17.1.Duration. The Plan shall terminate on the ten year anniversary of the Effective Date. No grants shall be awarded after such termination; however, the terms of the Plan shall continue to apply to all Awards outstanding when the Plan terminates.

Date approved by the Board of Directors: February 28, 2012.

[Signature page follows.]

FIRST COMMUNITY BANCSHARES, INC.
ATTEST:
By:
Corporate SecretaryTitle:

Appendix C

Audit Committee Charter

The Board of Directors of First Community Bancshares, Inc. (the “Company”) has constituted and established an Audit Committee (the “Committee”) with authority, responsibility, and specific duties as described in this Audit Committee Charter.

This Charter is intended as a component of the flexible governance framework within which the Board, assisted by its committees, directs the affairs of the Company. While it should be interpreted in the context of all applicable laws, regulations and listing requirements, as well as in the context of the Company’s Articles of Incorporation and Bylaws, it is not intended to establish by its own force any legally binding obligations.

A.MISSION

The Committee is appointed by the Board to oversee the accounting and financial reporting processes of the Company and the audits of the Company’s financial statements. In that regard, the Committee shall represent and assist the Board of Directors with its oversight responsibility relating to: (a) the integrity of the Company’s financial statements and financial reporting process, and the Company’s systems of internal accounting and financial controls, (b) the Company’s compliance with legal and regulatory requirements including the Company’s disclosure controls and procedures, (c) the independent auditor’s qualifications, independence and performance, and (d) the performance of the Company’s internal audit function.
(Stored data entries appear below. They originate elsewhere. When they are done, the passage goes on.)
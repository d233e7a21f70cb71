//! Segment register loads and LSL with the protected-mode checks.
//!
//! Descriptors are fetched through the linear address space, so a GDT that
//! lives in paged memory is read the way the processor reads it.

use arch_core::exceptions::{Exception, Vector};
use arch_core::segments::{DescriptorFlags, SegReg, SegmentDescriptor, SegmentSelector, SystemType};
use mmu::paging::Access;
use serde::{Deserialize, Serialize};

use crate::machine::SimMachine;

/// Hidden part of a segment register.
#[derive(Debug, Clone, Copy, Default, PartialEq, Eq, Serialize, Deserialize)]
pub struct SegmentCache {
    pub base: u32,
    /// Byte limit, granularity already applied.
    pub limit: u32,
    pub flags: DescriptorFlags,
    pub valid: bool,
}

impl SegmentCache {
    fn from_descriptor(desc: &SegmentDescriptor) -> Self {
        Self { base: desc.base, limit: desc.effective_limit(), flags: desc.flags, valid: true }
    }

    /// Checks an access of `size` bytes at `offset`, returning the linear address.
    pub fn check(&self, seg: SegReg, offset: u32, size: u32, write: bool) -> Result<u32, Exception> {
        let fault = if seg == SegReg::SS { Exception::new(Vector::SS, Some(0)) } else { Exception::gp(0) };
        if !self.valid { return Err(fault); }
        let f = self.flags;
        if write && (f.is_code() || !f.contains(DescriptorFlags::RW)) { return Err(fault); }
        if !write && f.is_code() && !f.contains(DescriptorFlags::RW) { return Err(fault); }

        let end = (offset as u64) + size as u64 - 1;
        let expand_down = f.is_data() && f.contains(DescriptorFlags::DC);
        if expand_down {
            let upper = if f.contains(DescriptorFlags::DB) { 0xFFFF_FFFF } else { 0xFFFF };
            if (offset as u64) <= self.limit as u64 || end > upper { return Err(fault); }
        } else if end > self.limit as u64 {
            return Err(fault);
        }
        Ok(self.base.wrapping_add(offset))
    }
}

#[derive(Debug, Clone, Default, Serialize, Deserialize)]
pub struct SegState {
    regs: [(SegmentSelector, SegmentCache); 6],
}

fn slot(seg: SegReg) -> usize {
    match seg {
        SegReg::CS => 0,
        SegReg::DS => 1,
        SegReg::ES => 2,
        SegReg::FS => 3,
        SegReg::GS => 4,
        SegReg::SS => 5,
    }
}

impl SegState {
    pub fn get(&self, seg: SegReg) -> (SegmentSelector, SegmentCache) { self.regs[slot(seg)] }
    pub fn set(&mut self, seg: SegReg, sel: SegmentSelector, cache: SegmentCache) { self.regs[slot(seg)] = (sel, cache); }
}

fn sel_fault(sel: SegmentSelector) -> Exception { Exception::gp((sel.0 & 0xFFFC) as u32) }

impl SimMachine {
    pub fn cpl(&self) -> u8 { self.segs.get(SegReg::CS).1.flags.dpl() }

    /// Linear address of the descriptor `sel` names, if the GDT covers it.
    /// LDT selectors are never covered: the machine has no LDT.
    fn descriptor_address(&self, sel: SegmentSelector) -> Option<u32> {
        (!sel.ti() && self.gdtr.covers(sel.index())).then(|| self.gdtr.slot_address(sel.index()))
    }

    fn fetch_descriptor(&mut self, lin: u32) -> Result<[u8; 8], Exception> {
        let mut raw = [0u8; 8];
        self.read_linear(lin, &mut raw, Access::default())?;
        Ok(raw)
    }

    fn read_descriptor(&mut self, sel: SegmentSelector) -> Result<SegmentDescriptor, Exception> {
        let lin = self.descriptor_address(sel).ok_or(sel_fault(sel))?;
        Ok(SegmentDescriptor::decode(self.fetch_descriptor(lin)?))
    }

    /// MOV to DS/ES/FS/GS/SS.
    pub(crate) fn load_segment(&mut self, seg: SegReg, sel: SegmentSelector) -> Result<(), Exception> {
        let cpl = self.cpl();
        if sel.is_null() {
            if seg == SegReg::SS { return Err(Exception::gp(0)); }
            self.segs.set(seg, sel, SegmentCache::default());
            return Ok(());
        }
        let desc = self.read_descriptor(sel)?;
        let f = desc.flags;
        if seg == SegReg::SS {
            if sel.rpl() != cpl || !f.is_data() || !f.contains(DescriptorFlags::RW) || f.dpl() != cpl {
                return Err(sel_fault(sel));
            }
            if !f.present() { return Err(Exception::new(Vector::SS, Some((sel.0 & 0xFFFC) as u32))); }
        } else {
            if f.is_system() { return Err(sel_fault(sel)); }
            if f.is_code() && !f.contains(DescriptorFlags::RW) { return Err(sel_fault(sel)); }
            let conforming_code = f.is_code() && f.contains(DescriptorFlags::DC);
            if !conforming_code && f.dpl() < cpl.max(sel.rpl()) { return Err(sel_fault(sel)); }
            if !f.present() { return Err(Exception::new(Vector::NP, Some((sel.0 & 0xFFFC) as u32))); }
        }
        self.segs.set(seg, sel, SegmentCache::from_descriptor(&desc));
        Ok(())
    }

    /// Far transfer to `sel` at the current privilege level.
    pub(crate) fn load_code_segment(&mut self, sel: SegmentSelector) -> Result<(), Exception> {
        if sel.is_null() { return Err(Exception::gp(0)); }
        let cpl = self.cpl();
        let desc = self.read_descriptor(sel)?;
        let f = desc.flags;
        if !f.is_code() { return Err(sel_fault(sel)); }
        let allowed = if f.contains(DescriptorFlags::DC) { f.dpl() <= cpl } else { f.dpl() == cpl && sel.rpl() <= cpl };
        if !allowed { return Err(sel_fault(sel)); }
        if !f.present() { return Err(Exception::new(Vector::NP, Some((sel.0 & 0xFFFC) as u32))); }
        // RPL of the loaded CS is the CPL
        let loaded = SegmentSelector((sel.0 & !0x3) | cpl as u16);
        let mut cache = SegmentCache::from_descriptor(&desc);
        cache.flags = cache.flags.with_dpl(cpl);
        self.segs.set(SegReg::CS, loaded, cache);
        Ok(())
    }

    /// LTR: the descriptor must be an available TSS, which is then marked busy.
    pub(crate) fn load_task_register(&mut self, sel: SegmentSelector) -> Result<(), Exception> {
        if sel.is_null() { return Err(Exception::gp(0)); }
        if self.cpl() != 0 { return Err(Exception::gp(0)); }
        let lin = self.descriptor_address(sel).ok_or(sel_fault(sel))?;
        let mut raw = self.fetch_descriptor(lin)?;
        let desc = SegmentDescriptor::decode(raw);
        match desc.system_type() {
            Some(t) if t.is_tss() && !t.is_busy_tss() => {}
            _ => return Err(sel_fault(sel)),
        }
        if !desc.present() { return Err(Exception::new(Vector::NP, Some((sel.0 & 0xFFFC) as u32))); }
        raw[5] |= 0b0010;
        self.write_linear(lin, &raw, Access { write: true, user: false })?;
        self.tr = (sel, SegmentCache::from_descriptor(&desc));
        Ok(())
    }

    /// LSL. `None` stands for ZF clear: the selector is null, outside the
    /// table, the wrong kind of descriptor, or not visible at this privilege.
    pub(crate) fn segment_limit(&mut self, sel: SegmentSelector) -> Result<Option<u32>, Exception> {
        if sel.is_null() { return Ok(None); }
        let Some(lin) = self.descriptor_address(sel) else { return Ok(None) };
        let desc = SegmentDescriptor::decode(self.fetch_descriptor(lin)?);
        let f = desc.flags;
        if f.is_system() {
            let listed = matches!(
                desc.system_type(),
                Some(SystemType::Ldt | SystemType::TssAvail16 | SystemType::TssBusy16 | SystemType::TssAvail32 | SystemType::TssBusy32)
            );
            if !listed { return Ok(None); }
        }
        let conforming_code = f.is_code() && f.contains(DescriptorFlags::DC);
        if !conforming_code && f.dpl() < self.cpl().max(sel.rpl()) { return Ok(None); }
        Ok(Some(desc.effective_limit()))
    }
}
The Committee’s role is one of oversight. The Corporation’s management is responsible for preparing the Corporation’s financial statements and the independent auditors are responsible for auditing those financial statements.

The Committee shall prepare the report required by the rules of the Securities and Exchange Commission (the “Commission”) to be included in the Company’s annual proxy statement.

The Committee has the power to obtain the advice and assistance, as appropriate, of independent counsel and other advisors as necessary to fulfill the responsibilities of the Committee and receive appropriate funding from the Company, as determined by the Committee, for the payment of compensation to any such advisors. The Committee shall have the sole authority to retain, compensate, direct, oversee and terminate counsel, independent auditors and other advisors hired to assist the Committee, who shall be accountable ultimately to the Committee.

B.COMPOSITION

The Committee shall consist of three or more directors, each of whom shall meet the independence and experience requirements of NASDAQ Marketplace Rules and the Securities and Exchange Act of 1934, as amended (the “Exchange Act”).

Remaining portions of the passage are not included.